→ Records to process:
-.-.-
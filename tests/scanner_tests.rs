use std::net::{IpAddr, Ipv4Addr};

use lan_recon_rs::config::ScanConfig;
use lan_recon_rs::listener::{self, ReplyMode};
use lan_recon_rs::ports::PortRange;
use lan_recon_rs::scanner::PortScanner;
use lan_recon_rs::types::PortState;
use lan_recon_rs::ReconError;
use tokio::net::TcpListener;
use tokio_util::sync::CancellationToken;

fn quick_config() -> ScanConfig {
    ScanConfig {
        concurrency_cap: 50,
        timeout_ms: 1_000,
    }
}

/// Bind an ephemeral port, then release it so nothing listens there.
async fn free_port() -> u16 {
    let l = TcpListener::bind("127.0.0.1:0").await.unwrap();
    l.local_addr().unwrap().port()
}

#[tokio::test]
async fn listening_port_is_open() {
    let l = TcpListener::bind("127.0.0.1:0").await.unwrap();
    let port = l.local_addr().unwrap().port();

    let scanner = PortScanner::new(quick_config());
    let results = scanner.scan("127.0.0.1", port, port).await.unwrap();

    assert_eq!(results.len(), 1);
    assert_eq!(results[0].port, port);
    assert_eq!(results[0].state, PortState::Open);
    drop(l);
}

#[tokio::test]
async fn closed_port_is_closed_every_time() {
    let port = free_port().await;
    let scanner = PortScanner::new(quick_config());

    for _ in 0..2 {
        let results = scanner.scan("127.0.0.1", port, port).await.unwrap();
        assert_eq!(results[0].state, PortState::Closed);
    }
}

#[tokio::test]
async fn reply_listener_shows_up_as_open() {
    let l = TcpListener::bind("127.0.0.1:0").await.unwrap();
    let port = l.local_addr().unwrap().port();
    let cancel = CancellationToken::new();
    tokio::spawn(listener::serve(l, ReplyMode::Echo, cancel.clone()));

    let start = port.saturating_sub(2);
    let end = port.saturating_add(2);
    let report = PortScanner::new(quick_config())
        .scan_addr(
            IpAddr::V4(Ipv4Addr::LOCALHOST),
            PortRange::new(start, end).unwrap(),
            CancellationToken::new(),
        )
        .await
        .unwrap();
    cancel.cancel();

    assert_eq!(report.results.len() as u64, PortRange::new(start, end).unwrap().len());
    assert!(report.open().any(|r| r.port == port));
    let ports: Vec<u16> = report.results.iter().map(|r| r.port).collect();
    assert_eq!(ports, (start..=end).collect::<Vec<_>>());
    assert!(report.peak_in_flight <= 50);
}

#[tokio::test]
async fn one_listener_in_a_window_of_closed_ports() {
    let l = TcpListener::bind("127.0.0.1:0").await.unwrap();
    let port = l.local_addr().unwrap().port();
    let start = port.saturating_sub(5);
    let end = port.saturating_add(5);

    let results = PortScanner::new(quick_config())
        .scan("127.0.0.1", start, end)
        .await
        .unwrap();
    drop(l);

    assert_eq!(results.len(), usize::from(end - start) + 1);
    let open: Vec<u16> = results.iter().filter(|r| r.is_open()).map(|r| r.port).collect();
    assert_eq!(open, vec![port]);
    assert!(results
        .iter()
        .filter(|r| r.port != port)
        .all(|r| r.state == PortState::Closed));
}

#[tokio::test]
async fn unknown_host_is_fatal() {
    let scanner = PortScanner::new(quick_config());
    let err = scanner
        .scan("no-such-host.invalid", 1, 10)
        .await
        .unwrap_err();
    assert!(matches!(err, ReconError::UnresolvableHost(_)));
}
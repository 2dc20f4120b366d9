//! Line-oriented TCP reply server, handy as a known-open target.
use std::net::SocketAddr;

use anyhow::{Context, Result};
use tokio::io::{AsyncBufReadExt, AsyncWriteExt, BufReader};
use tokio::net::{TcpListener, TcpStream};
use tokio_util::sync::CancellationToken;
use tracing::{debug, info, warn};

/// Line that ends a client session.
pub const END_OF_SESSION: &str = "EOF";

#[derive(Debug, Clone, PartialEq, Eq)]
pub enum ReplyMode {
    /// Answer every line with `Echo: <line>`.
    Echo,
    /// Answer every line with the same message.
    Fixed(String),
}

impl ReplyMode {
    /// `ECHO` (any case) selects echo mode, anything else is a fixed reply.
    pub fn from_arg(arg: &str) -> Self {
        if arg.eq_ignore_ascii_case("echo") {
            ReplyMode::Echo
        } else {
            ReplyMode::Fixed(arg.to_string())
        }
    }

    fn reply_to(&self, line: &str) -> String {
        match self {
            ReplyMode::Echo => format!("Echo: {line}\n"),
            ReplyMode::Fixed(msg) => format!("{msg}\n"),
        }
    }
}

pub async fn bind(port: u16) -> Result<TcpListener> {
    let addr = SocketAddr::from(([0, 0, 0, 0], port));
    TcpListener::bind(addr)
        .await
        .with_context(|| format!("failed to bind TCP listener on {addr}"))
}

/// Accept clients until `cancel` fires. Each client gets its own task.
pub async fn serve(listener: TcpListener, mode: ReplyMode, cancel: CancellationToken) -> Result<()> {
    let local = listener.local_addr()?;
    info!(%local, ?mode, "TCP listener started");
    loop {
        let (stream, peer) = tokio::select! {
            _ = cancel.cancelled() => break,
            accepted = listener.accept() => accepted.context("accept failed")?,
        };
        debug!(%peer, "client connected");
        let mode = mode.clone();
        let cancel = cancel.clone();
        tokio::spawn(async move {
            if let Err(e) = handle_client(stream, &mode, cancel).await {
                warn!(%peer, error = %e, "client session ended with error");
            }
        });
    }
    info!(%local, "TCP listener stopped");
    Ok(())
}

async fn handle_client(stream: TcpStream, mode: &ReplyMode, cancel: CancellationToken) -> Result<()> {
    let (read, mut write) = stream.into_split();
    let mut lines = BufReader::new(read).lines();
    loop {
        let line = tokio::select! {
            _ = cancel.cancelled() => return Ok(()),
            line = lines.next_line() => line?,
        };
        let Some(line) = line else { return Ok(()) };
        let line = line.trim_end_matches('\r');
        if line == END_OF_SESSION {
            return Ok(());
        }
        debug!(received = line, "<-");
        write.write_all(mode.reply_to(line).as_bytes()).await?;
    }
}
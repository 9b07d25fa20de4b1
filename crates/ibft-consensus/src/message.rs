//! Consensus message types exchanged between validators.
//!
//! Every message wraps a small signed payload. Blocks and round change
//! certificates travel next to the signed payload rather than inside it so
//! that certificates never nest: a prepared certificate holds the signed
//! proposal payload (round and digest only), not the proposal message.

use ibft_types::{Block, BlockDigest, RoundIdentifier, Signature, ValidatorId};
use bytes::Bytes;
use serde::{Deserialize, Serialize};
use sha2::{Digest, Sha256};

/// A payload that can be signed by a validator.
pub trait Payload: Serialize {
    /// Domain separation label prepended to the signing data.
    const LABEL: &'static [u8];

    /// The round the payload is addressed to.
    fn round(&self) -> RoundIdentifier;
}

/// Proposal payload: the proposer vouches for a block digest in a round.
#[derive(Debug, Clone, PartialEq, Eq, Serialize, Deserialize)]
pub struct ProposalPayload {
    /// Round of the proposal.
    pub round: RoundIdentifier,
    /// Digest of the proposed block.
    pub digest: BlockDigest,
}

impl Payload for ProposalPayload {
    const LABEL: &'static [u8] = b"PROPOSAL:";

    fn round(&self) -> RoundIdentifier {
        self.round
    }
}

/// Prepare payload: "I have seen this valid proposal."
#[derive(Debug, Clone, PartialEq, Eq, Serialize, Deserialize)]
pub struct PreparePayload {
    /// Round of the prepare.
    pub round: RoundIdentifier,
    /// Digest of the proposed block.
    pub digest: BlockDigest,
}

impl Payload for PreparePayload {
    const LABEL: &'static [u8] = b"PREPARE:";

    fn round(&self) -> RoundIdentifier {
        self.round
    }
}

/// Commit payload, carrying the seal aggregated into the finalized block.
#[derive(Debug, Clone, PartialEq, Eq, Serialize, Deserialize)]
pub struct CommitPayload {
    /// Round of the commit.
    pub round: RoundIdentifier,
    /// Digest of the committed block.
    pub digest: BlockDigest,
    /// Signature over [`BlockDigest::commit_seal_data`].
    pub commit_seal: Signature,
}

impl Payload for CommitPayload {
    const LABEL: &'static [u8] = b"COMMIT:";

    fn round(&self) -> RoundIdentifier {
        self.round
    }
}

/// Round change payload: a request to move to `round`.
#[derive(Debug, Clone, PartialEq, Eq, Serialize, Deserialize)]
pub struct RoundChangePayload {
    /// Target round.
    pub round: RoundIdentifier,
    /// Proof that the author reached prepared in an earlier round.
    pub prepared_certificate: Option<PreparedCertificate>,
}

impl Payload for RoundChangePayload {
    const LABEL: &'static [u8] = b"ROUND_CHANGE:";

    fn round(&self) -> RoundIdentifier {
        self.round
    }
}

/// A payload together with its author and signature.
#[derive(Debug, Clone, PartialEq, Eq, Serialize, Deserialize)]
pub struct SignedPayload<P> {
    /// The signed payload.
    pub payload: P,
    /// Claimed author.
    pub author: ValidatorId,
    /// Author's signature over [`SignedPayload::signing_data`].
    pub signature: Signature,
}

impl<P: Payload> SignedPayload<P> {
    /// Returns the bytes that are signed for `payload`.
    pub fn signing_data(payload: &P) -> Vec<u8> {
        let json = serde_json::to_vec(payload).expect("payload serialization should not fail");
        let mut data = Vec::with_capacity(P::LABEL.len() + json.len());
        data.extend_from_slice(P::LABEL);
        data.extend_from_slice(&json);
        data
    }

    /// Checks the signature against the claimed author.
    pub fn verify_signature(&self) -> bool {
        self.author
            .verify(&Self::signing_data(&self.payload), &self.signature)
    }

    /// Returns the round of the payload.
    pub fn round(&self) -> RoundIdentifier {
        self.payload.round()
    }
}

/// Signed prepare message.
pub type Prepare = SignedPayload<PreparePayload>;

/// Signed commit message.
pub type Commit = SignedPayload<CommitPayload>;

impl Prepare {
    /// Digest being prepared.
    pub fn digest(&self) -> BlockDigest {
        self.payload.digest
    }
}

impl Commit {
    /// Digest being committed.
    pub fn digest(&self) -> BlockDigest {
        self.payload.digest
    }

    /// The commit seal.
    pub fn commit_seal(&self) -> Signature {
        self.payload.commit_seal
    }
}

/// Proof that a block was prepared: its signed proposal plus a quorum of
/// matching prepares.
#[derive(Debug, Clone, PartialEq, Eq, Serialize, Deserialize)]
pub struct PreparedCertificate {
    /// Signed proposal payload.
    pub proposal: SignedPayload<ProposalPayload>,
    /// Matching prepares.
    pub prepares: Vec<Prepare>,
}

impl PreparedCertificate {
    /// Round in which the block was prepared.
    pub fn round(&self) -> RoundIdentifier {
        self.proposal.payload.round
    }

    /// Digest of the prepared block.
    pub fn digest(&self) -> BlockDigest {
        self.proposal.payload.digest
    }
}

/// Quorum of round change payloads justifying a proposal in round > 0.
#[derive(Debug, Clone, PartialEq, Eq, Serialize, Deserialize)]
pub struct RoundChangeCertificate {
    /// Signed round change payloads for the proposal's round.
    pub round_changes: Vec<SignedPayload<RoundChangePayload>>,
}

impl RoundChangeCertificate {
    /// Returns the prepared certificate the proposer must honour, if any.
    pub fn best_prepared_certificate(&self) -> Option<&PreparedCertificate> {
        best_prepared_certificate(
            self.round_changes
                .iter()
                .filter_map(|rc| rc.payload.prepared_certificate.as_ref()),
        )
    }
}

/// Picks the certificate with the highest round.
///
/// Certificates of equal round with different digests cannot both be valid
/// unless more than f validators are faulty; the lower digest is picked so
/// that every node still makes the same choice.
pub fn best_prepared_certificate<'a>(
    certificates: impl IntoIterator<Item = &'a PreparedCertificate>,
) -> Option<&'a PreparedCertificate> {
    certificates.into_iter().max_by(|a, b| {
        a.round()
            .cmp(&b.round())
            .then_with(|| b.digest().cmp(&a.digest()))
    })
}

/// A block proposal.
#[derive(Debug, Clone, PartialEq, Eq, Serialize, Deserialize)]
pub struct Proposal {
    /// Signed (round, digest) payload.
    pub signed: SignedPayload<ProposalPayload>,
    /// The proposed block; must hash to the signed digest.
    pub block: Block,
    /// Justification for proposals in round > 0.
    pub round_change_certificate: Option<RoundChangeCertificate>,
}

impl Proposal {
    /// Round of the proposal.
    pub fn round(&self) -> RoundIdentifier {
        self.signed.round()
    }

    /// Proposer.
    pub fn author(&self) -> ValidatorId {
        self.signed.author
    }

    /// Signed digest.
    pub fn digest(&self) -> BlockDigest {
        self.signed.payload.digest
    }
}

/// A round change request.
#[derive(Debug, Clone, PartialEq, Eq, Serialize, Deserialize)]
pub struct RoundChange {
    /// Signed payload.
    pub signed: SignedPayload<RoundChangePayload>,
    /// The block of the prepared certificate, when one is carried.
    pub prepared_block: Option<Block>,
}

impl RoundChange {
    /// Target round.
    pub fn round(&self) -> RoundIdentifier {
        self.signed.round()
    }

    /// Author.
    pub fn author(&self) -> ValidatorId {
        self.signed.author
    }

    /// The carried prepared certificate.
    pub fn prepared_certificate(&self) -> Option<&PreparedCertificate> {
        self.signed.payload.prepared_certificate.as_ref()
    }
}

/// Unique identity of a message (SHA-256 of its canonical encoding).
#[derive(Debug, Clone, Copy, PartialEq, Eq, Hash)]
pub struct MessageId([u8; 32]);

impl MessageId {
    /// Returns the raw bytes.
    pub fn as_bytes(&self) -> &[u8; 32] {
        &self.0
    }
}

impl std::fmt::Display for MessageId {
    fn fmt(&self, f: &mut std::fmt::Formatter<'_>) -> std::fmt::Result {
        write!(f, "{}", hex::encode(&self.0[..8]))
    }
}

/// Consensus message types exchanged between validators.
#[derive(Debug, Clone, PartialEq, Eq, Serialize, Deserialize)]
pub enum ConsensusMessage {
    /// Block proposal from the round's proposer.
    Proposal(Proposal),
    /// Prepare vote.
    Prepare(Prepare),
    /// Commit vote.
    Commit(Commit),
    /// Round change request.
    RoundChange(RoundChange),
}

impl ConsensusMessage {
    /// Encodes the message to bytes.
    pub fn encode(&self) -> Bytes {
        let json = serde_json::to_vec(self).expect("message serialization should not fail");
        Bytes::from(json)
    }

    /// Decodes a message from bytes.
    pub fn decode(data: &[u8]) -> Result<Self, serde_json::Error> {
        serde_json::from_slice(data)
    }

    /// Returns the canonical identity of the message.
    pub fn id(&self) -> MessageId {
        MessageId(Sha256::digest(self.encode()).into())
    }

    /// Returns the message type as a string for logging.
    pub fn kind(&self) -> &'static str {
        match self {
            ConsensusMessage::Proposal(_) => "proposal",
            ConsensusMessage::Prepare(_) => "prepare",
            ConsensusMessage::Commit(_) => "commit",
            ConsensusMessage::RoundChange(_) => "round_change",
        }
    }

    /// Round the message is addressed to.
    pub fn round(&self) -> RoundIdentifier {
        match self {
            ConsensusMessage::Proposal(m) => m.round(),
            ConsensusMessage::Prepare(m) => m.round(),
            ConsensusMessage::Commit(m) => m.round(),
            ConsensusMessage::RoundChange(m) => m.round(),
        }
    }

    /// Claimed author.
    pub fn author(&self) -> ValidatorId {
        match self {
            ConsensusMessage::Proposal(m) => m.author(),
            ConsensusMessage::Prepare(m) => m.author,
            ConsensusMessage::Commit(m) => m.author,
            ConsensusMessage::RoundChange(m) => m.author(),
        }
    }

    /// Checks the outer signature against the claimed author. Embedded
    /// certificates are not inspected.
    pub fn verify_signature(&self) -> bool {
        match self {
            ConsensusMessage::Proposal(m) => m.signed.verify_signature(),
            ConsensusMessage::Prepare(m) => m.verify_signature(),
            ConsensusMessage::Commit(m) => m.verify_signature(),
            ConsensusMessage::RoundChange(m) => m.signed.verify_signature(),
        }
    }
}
-.-.-
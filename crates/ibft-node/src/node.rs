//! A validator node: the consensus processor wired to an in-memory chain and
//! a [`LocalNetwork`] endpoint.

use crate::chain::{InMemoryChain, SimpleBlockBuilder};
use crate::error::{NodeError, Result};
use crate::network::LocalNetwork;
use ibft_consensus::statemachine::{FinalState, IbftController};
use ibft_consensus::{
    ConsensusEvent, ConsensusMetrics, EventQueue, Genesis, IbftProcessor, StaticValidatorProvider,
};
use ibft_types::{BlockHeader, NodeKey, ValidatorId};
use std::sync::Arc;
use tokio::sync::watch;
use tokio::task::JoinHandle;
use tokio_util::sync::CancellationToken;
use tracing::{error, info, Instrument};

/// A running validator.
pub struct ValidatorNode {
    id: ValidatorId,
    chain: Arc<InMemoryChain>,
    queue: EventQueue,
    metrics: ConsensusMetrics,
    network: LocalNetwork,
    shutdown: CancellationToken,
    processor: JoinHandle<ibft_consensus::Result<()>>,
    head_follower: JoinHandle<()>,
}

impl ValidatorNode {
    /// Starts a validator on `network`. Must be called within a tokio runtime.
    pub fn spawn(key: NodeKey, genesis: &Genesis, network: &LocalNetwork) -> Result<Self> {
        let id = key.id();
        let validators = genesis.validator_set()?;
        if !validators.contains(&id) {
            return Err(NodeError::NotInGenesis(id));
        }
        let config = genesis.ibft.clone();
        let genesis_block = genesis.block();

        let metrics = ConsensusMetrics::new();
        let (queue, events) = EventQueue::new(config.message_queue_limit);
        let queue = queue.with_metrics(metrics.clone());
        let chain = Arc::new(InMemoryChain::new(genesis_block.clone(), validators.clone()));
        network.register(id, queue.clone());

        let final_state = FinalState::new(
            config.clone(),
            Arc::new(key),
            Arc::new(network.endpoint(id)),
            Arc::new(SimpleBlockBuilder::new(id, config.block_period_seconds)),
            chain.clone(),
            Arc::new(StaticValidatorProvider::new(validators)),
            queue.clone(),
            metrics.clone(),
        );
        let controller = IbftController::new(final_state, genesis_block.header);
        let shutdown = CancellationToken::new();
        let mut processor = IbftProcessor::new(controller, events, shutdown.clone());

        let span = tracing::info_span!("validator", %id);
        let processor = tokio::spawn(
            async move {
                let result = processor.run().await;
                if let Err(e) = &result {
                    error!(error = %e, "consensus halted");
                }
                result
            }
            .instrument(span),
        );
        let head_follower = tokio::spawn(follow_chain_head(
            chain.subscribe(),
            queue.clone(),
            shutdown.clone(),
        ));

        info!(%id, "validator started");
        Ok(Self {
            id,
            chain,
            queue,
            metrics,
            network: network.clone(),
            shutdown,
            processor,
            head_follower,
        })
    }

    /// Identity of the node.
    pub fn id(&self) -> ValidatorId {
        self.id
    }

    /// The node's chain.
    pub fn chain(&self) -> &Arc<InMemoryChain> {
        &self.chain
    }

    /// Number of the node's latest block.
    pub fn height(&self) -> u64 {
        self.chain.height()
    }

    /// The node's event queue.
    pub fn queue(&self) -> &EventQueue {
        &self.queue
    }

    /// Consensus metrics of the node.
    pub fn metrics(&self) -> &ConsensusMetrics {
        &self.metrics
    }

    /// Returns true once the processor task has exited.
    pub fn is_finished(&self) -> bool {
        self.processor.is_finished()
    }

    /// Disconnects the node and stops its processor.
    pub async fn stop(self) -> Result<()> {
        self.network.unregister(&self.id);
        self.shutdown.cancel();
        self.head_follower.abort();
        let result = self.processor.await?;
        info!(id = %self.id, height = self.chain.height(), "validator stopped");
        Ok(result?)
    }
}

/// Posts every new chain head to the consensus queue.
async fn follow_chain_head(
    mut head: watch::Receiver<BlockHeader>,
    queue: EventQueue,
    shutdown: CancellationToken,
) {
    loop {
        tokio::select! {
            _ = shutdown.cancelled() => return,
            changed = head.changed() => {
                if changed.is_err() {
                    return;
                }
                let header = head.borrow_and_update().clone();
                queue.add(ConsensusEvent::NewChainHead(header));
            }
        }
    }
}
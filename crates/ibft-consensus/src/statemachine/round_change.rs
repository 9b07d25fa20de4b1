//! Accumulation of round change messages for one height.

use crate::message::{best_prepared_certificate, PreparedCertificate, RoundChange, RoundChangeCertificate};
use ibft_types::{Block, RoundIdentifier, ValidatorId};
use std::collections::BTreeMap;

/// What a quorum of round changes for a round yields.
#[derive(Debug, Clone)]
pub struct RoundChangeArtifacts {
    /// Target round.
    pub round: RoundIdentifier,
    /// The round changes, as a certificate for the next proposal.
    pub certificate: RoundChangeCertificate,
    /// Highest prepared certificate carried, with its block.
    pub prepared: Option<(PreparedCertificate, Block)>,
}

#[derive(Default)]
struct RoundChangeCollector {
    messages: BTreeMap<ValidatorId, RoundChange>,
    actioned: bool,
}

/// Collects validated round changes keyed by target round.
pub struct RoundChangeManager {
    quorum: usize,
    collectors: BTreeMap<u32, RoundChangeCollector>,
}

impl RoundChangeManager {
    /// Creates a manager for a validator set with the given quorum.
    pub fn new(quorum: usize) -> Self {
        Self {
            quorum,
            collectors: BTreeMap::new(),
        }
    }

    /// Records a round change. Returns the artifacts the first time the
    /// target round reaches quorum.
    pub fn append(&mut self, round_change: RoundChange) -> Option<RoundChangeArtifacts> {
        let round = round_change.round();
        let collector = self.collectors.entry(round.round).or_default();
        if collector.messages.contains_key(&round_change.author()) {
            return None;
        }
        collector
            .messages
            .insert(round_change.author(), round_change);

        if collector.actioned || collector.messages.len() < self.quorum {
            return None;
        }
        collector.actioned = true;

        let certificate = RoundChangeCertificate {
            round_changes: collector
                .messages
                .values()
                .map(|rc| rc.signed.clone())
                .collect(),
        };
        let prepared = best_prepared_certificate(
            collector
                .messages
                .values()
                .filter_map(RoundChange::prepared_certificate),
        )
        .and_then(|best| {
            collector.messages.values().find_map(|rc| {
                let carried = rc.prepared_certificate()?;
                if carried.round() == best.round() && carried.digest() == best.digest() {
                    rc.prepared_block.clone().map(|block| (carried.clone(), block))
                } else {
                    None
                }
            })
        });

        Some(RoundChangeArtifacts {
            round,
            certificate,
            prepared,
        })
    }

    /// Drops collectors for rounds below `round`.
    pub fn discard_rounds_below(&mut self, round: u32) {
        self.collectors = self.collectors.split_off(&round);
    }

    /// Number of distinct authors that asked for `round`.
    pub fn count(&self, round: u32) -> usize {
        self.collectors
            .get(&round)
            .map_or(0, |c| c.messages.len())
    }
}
-.-.-
→ Work to complete:
As you read the records above, find each line that contains "RoundChangeCertificate" and copy it.

→ Exercise response:
pub struct RoundChangeCertificate {
impl RoundChangeCertificate {
    pub round_change_certificate: Option<RoundChangeCertificate>,
use crate::message::{best_prepared_certificate, PreparedCertificate, RoundChange, RoundChangeCertificate};
    pub certificate: RoundChangeCertificate,
        let certificate = RoundChangeCertificate {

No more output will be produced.